Families remain split. People with work visas are giving up in frustration and leaving the country, never to return, and always to tell their friends and family and work colleagues about the fraud of a kind and cohesive New Zealand.
Those temporary visa holders who are most desperate to get on with their lives and who see resources and job opportunities in the likes of Australia, Britain, Canada and (ironically) the Gulf states are leaving behind big holes in our medical and professional communities. The ones unable to leave are marooned from their families, unable to leave in case they can’t get back in, and unable to bring in family members to make their lives whole.
It is an awful travesty, and now this week we are seeing a collective howl of a protest and a demand to rectify it. In this week’s When the Facts Change podcast I talk to big business think-tankers Oliver Hartwich and Eric Crampton from the NZ Initiative, the opposition’s migration spokesperson Erica Stanford and immigration lawyer Alastair McClymont.
All have called for some form of amnesty or more certain pathway to residency. The NZIER called on Thursday for a blanket visa with work rights that last until at least the end of 2024 to give some certainty.
Thousands of short-term migrants are trapped in New Zealand due to Covid-19. A series of ad hoc extensions to their visas have allowed them to stay. The government should apply principles of manaakitanga – hospitality, kindness, generosity, support – and issue these people with a one-off right to remain in New Zealand till the end of 2024. Clearing the backlog of permanent residence visas for people already in New Zealand should also be a priority.
“We think that the government has not found a sensible solution yet to meet the needs of migrants lawfully in New Zealand when the most severe public health crisis in over a century hit,” NZIER’s principal economist Peter Wilson said in a research note. Wilson and his colleague Julie Fry have advised the Productivity Commission on their current inquiry into the economic effects of migration.
“A compassionate approach consistent with the principles of manaakitanga (showing reciprocal respect, generosity, and care for others) should be applied. It is not too late to do the right thing,” Wilson said.
I also spoke after the podcast was edited to Ryman Healthcare CEO Gordon MacLeod, who called for permanent residency for all those here on temporary visas. Over a quarter of Ryman’s staff in aged care and construction are here from overseas.
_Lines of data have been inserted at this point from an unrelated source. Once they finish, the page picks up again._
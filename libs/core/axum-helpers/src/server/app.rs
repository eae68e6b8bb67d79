use super::shutdown::ShutdownCoordinator;
use crate::errors::handlers::{method_not_allowed, not_found};
use crate::http::security::security_headers;
use axum::{
    Json, Router,
    http::{HeaderValue, Method, header},
    middleware,
    routing::get,
};
use core_config::{env_list, server::ServerConfig};
use std::io;
use std::time::Duration;
use tower_http::compression::CompressionLayer;
use tower_http::cors::{AllowOrigin, CorsLayer};
use tower_http::trace::{DefaultMakeSpan, DefaultOnResponse, TraceLayer};
use tracing::{Level, info, warn};
use utoipa::OpenApi;

/// Path serving the generated OpenAPI document
pub const OPENAPI_PATH: &str = "/api-docs/openapi.json";

/// Wraps the application routes with API docs and cross-cutting middleware.
///
/// Adds:
/// - the OpenAPI document at [`OPENAPI_PATH`], browsable at `/redoc`,
///   `/rapidoc` and `/scalar`
/// - `{"detail": "Not Found"}` / `{"detail": "Method Not Allowed"}` fallbacks
/// - request tracing, security headers and response compression
/// - CORS when `CORS_ALLOWED_ORIGIN` lists at least one origin
///
/// `apis` is merged at the root and must already have its state applied.
///
/// # Errors
/// Fails when `CORS_ALLOWED_ORIGIN` contains a value that is not a valid
/// header value.
pub fn create_router<T>(apis: Router) -> io::Result<Router>
where
    T: OpenApi + 'static,
{
    use utoipa_rapidoc::RapiDoc;
    use utoipa_redoc::{Redoc, Servable as RedocServable};
    use utoipa_scalar::{Scalar, Servable as ScalarServable};

    let openapi = T::openapi();
    let document = openapi.clone();

    let router = Router::new()
        .route(
            OPENAPI_PATH,
            get(move || {
                let document = document.clone();
                async move { Json(document) }
            }),
        )
        .merge(Redoc::with_url("/redoc", openapi.clone()))
        .merge(RapiDoc::new(OPENAPI_PATH).path("/rapidoc"))
        .merge(Scalar::with_url("/scalar", openapi))
        .merge(apis)
        .fallback(not_found)
        .method_not_allowed_fallback(method_not_allowed)
        .layer(
            TraceLayer::new_for_http()
                .make_span_with(DefaultMakeSpan::new().level(Level::INFO))
                .on_response(DefaultOnResponse::new().level(Level::INFO)),
        )
        .layer(middleware::from_fn(security_headers))
        .layer(CompressionLayer::new());

    let router = match cors_layer_from_env()? {
        Some(cors) => router.layer(cors),
        None => router,
    };

    Ok(router)
}

/// CORS layer for the origins in `CORS_ALLOWED_ORIGIN` (comma separated),
/// or `None` when the variable is unset or empty.
fn cors_layer_from_env() -> io::Result<Option<CorsLayer>> {
    let origins = env_list("CORS_ALLOWED_ORIGIN");
    if origins.is_empty() {
        info!("CORS_ALLOWED_ORIGIN not set, CORS disabled");
        return Ok(None);
    }

    let allowed: Vec<HeaderValue> = origins
        .iter()
        .map(|origin| origin.parse::<HeaderValue>())
        .collect::<Result<_, _>>()
        .map_err(|e| {
            io::Error::new(
                io::ErrorKind::InvalidInput,
                format!("Invalid CORS_ALLOWED_ORIGIN value: {}", e),
            )
        })?;

    info!("CORS configured with allowed origins: {}", origins.join(","));

    Ok(Some(
        CorsLayer::new()
            .allow_origin(AllowOrigin::list(allowed))
            .allow_methods([
                Method::GET,
                Method::POST,
                Method::PATCH,
                Method::DELETE,
                Method::OPTIONS,
            ])
            .allow_headers([header::CONTENT_TYPE, header::ACCEPT])
            .max_age(Duration::from_secs(3600)),
    ))
}

/// Serves `router` until SIGINT/SIGTERM, then runs `cleanup` bounded by
/// `shutdown_timeout`.
///
/// ```ignore
/// let cleanup = async move {
///     client.shutdown().await;
/// };
/// create_production_app(router, &config, Duration::from_secs(30), cleanup).await?;
/// ```
pub async fn create_production_app<F>(
    router: Router,
    server_config: &ServerConfig,
    shutdown_timeout: Duration,
    cleanup: F,
) -> io::Result<()>
where
    F: std::future::Future<Output = ()> + Send + 'static,
{
    let (coordinator, _rx) = ShutdownCoordinator::new();
    let shutdown_handle = coordinator.clone();

    let listener = tokio::net::TcpListener::bind(server_config.address()).await?;
    info!("Server starting on {}", listener.local_addr()?);

    let cleanup_handle = tokio::spawn(async move {
        shutdown_handle.wait_for_signal().await;

        info!("Starting cleanup tasks (timeout: {:?})", shutdown_timeout);
        match tokio::time::timeout(shutdown_timeout, cleanup).await {
            Ok(_) => info!("Cleanup completed successfully"),
            Err(_) => warn!(
                "Cleanup exceeded timeout of {:?}, forcing shutdown",
                shutdown_timeout
            ),
        }
    });

    let serve_result = axum::serve(listener, router.into_make_service())
        .with_graceful_shutdown(async move { coordinator.wait_for_signal().await })
        .await
        .inspect_err(|e| {
            tracing::error!("Server encountered an error: {:?}", e);
        });

    cleanup_handle.await.ok();

    serve_result
}
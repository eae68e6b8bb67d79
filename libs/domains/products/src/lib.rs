//! Products Domain
//!
//! CRUD over product records kept in a MongoDB collection.
//!
//! # Architecture
//!
//! ```text
//! ┌─────────────┐
//! │  Handlers   │  ← HTTP endpoints
//! └──────┬──────┘
//!        │
//! ┌──────▼──────┐
//! │   Service   │  ← Required fields, timestamps, not-found rules
//! └──────┬──────┘
//!        │
//! ┌──────▼──────┐
//! │ Repository  │  ← Data access (trait + MongoDB implementation)
//! └──────┬──────┘
//!        │
//! ┌──────▼──────┐
//! │   Models    │  ← Product, create/update inputs
//! └─────────────┘
//! ```
//!
//! # Usage
//!
//! ```rust,no_run
//! use domain_products::{handlers, MongoProductRepository, ProductService};
//! use mongodb::Client;
//!
//! # async fn example() -> Result<(), Box<dyn std::error::Error>> {
//! let client = Client::with_uri_str("mongodb://localhost:27017").await?;
//! let db = client.database("store");
//!
//! let repository = MongoProductRepository::new(&db);
//! repository.init_indexes().await?;
//!
//! let router = axum::Router::new().nest("/products", handlers::router(ProductService::new(repository)));
//! # Ok(())
//! # }
//! ```

pub mod decimal;
pub mod error;
pub mod handlers;
pub mod models;
pub mod mongodb;
pub mod repository;
pub mod service;

pub use error::{ProductError, ProductResult};
pub use handlers::ApiDoc;
pub use models::{CreateProduct, Product, ProductQuery, REQUIRED_FIELDS, UpdateProduct};
pub use mongodb::MongoProductRepository;
pub use repository::ProductRepository;
pub use service::ProductService;
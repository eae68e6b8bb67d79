use crate::Environment;
use tracing::{debug, info};
use tracing_subscriber::{prelude::*, EnvFilter};

/// Default filter when `RUST_LOG` is unset in development.
const DEV_FILTER: &str = "info,products_api=debug,domain_products=debug,database=debug,tower_http=debug";

/// Default filter when `RUST_LOG` is unset in production.
const PROD_FILTER: &str = "warn,products_api=info,domain_products=info";

/// Install color-eyre with a project-standard configuration.
///
/// Call this early in main() before any fallible operations to ensure
/// colored error output. Safe to call multiple times.
///
/// Configuration:
/// - Shows file:line where errors occur
/// - Hides environment variables (less noise)
pub fn install_color_eyre() {
    let _ = color_eyre::config::HookBuilder::default()
        .display_location_section(true)
        .display_env_section(false)
        .install();
}

/// Initialize tracing with environment-aware configuration and error span capture.
///
/// - **Production** (`APP_ENV=production`): flattened JSON lines for log
///   aggregation, module targets hidden.
/// - **Development** (default): pretty, human-readable output.
///
/// Both variants install `tracing_error::ErrorLayer` so eyre reports carry
/// the active span trace. `RUST_LOG` overrides the default filter.
///
/// Safe to call more than once; later calls are no-ops (common in tests).
pub fn init_tracing(environment: &Environment) {
    let is_production = environment.is_production();

    let filter = EnvFilter::try_from_default_env().unwrap_or_else(|_| {
        if is_production {
            EnvFilter::new(PROD_FILTER)
        } else {
            EnvFilter::new(DEV_FILTER)
        }
    });

    let result = if is_production {
        tracing_subscriber::registry()
            .with(
                tracing_subscriber::fmt::layer()
                    .json()
                    .with_target(false)
                    .flatten_event(true),
            )
            .with(tracing_error::ErrorLayer::default())
            .with(filter)
            .try_init()
    } else {
        tracing_subscriber::registry()
            .with(
                tracing_subscriber::fmt::layer()
                    .with_target(true)
                    .with_file(false)
                    .with_line_number(false)
                    .pretty(),
            )
            .with(tracing_error::ErrorLayer::default())
            .with(filter)
            .try_init()
    };

    match result {
        Ok(_) => {
            info!(
                "Tracing initialized with ErrorLayer. Environment: {:?}",
                environment
            );
        }
        Err(_) => {
            debug!("Tracing already initialized, skipping re-initialization");
        }
    }
}

#[cfg(test)]
mod tests {
    use super::*;

    #[test]
    fn test_init_tracing_development() {
        init_tracing(&Environment::Development);
    }

    #[test]
    fn test_init_tracing_production() {
        init_tracing(&Environment::Production);
    }

    #[test]
    fn test_init_tracing_multiple_calls() {
        let env = Environment::Development;
        init_tracing(&env);
        init_tracing(&env);
    }

    #[test]
    fn test_init_tracing_with_rust_log_env() {
        temp_env::with_var("RUST_LOG", Some("warn"), || {
            init_tracing(&Environment::Production);
        });
    }
}
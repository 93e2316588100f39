//! Transactional email dispatch
//!
//! Welcome emails carry the one-time credential-setup link for newly
//! provisioned accounts. Delivery failure never blocks account usability:
//! the standard password-recovery flow remains available, so failures are
//! logged and swallowed by callers.

use async_trait::async_trait;
use serde_json::json;

use crate::error::{BillingError, BillingResult};

pub const PRODUCT_NAME: &str = "Oliver";

#[derive(Debug, Clone)]
pub struct OutboundEmail {
    pub to: String,
    pub subject: String,
    pub html: String,
}

#[async_trait]
pub trait EmailSender: Send + Sync {
    async fn send(&self, email: &OutboundEmail) -> BillingResult<()>;
}

/// Resend-style transactional email adapter.
///
/// Unconfigured (no API key) means sends are skipped with a log line,
/// matching the non-fatal delivery policy.
pub struct HttpEmailSender {
    client: reqwest::Client,
    api_key: Option<String>,
    from: String,
}

const EMAIL_API_URL: &str = "https://api.resend.com/emails";

impl HttpEmailSender {
    pub fn from_env() -> Self {
        let api_key = std::env::var("RESEND_API_KEY").ok().filter(|k| !k.is_empty());
        let from = std::env::var("EMAIL_FROM")
            .unwrap_or_else(|_| format!("{} <no-reply@oliverapp.com>", PRODUCT_NAME));

        Self {
            client: reqwest::Client::new(),
            api_key,
            from,
        }
    }

    pub fn is_enabled(&self) -> bool {
        self.api_key.is_some()
    }
}

#[async_trait]
impl EmailSender for HttpEmailSender {
    async fn send(&self, email: &OutboundEmail) -> BillingResult<()> {
        let api_key = match &self.api_key {
            Some(key) => key,
            None => {
                tracing::warn!(
                    to = %email.to,
                    subject = %email.subject,
                    "Email service not configured (missing RESEND_API_KEY) - skipping send"
                );
                return Ok(());
            }
        };

        let response = self
            .client
            .post(EMAIL_API_URL)
            .bearer_auth(api_key)
            .json(&json!({
                "from": self.from,
                "to": email.to,
                "subject": email.subject,
                "html": email.html,
            }))
            .send()
            .await
            .map_err(|e| BillingError::Email(e.to_string()))?;

        let status = response.status();
        if !status.is_success() {
            let detail = response.text().await.unwrap_or_default();
            return Err(BillingError::Email(format!(
                "email API returned {}: {}",
                status, detail
            )));
        }

        tracing::info!(to = %email.to, subject = %email.subject, "Email dispatched");
        Ok(())
    }
}

/// Render the welcome email for a newly provisioned account.
///
/// When no setup link could be generated the email still goes out and
/// points the user at the standard password-recovery flow instead.
pub fn welcome_email(to: &str, name: &str, setup_link: Option<&str>) -> OutboundEmail {
    let cta = match setup_link {
        Some(link) => format!(
            "<a href=\"{}\" style=\"display:inline-block;padding:12px 24px;\
background-color:#2563eb;color:#ffffff;text-decoration:none;\
border-radius:6px;font-weight:bold;\">Set your password</a>",
            link
        ),
        None => "<p>Use the \"forgot password\" option on the sign-in page \
to set your password.</p>"
            .to_string(),
    };

    let html = format!(
        r#"<div style="font-family:sans-serif;max-width:480px;margin:0 auto;">
  <h1>Welcome to {product}!</h1>
  <p>Hi {name},</p>
  <p>Your subscription is active. Set your password to start creating
  budgets for your repair shop:</p>
  <p style="margin:24px 0;">{cta}</p>
  <p>— the {product} team</p>
</div>"#,
        product = PRODUCT_NAME,
        name = name,
        cta = cta,
    );

    OutboundEmail {
        to: to.to_string(),
        subject: format!("Welcome to {}", PRODUCT_NAME),
        html,
    }
}
//! Error types for the reconciliation core

use thiserror::Error;

pub type BillingResult<T> = Result<T, BillingError>;

#[derive(Debug, Error)]
pub enum BillingError {
    /// Missing or invalid server-side configuration. Not retryable;
    /// raised at construction time so operators notice at startup.
    #[error("configuration error: {0}")]
    Config(String),

    /// The payment provider rejected the status-fetch request (4xx or an
    /// unparseable body). Redelivery will not help by itself, but the
    /// endpoint still answers 500 so the provider retries later.
    #[error("payment gateway error: {0}")]
    Gateway(String),

    /// Transport failure or 5xx from the payment provider. Retried once
    /// in-process, then surfaced so the provider's own retries kick in.
    #[error("payment gateway unavailable: {0}")]
    GatewayUnavailable(String),

    #[error("webhook signature invalid")]
    SignatureInvalid,

    /// The external reference on a payment could not be decoded. The
    /// event is acknowledged but not acted on.
    #[error("malformed checkout reference: {0}")]
    MalformedReference(String),

    #[error("database error: {0}")]
    Database(String),

    #[error("auth directory error: {0}")]
    AuthDirectory(String),

    #[error("email dispatch failed: {0}")]
    Email(String),

    #[error("internal error: {0}")]
    Internal(String),
}

impl BillingError {
    /// True for failures where an immediate identical retry can succeed.
    /// Only the idempotent payment status GET is ever retried.
    pub fn is_retryable(&self) -> bool {
        matches!(self, BillingError::GatewayUnavailable(_))
    }
}

impl From<sqlx::Error> for BillingError {
    fn from(e: sqlx::Error) -> Self {
        BillingError::Database(e.to_string())
    }
}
He says these people stuck with the rest of the team of five million through the lockdowns, protecting our elderly, taking the most health risks and being the furthest away from their families – many of whom have since suffered terribly from Covid.
The government is likely to offer some more certainty for some of the 35,000 in the most precarious positions as temporary workers applying for residency, but it is unlikely to be the full, kind and human response the people above are calling for.
So who are we? Are we the Dubai of the South Pacific? Or are we a team of five million that treats each other with the kindness we professed to?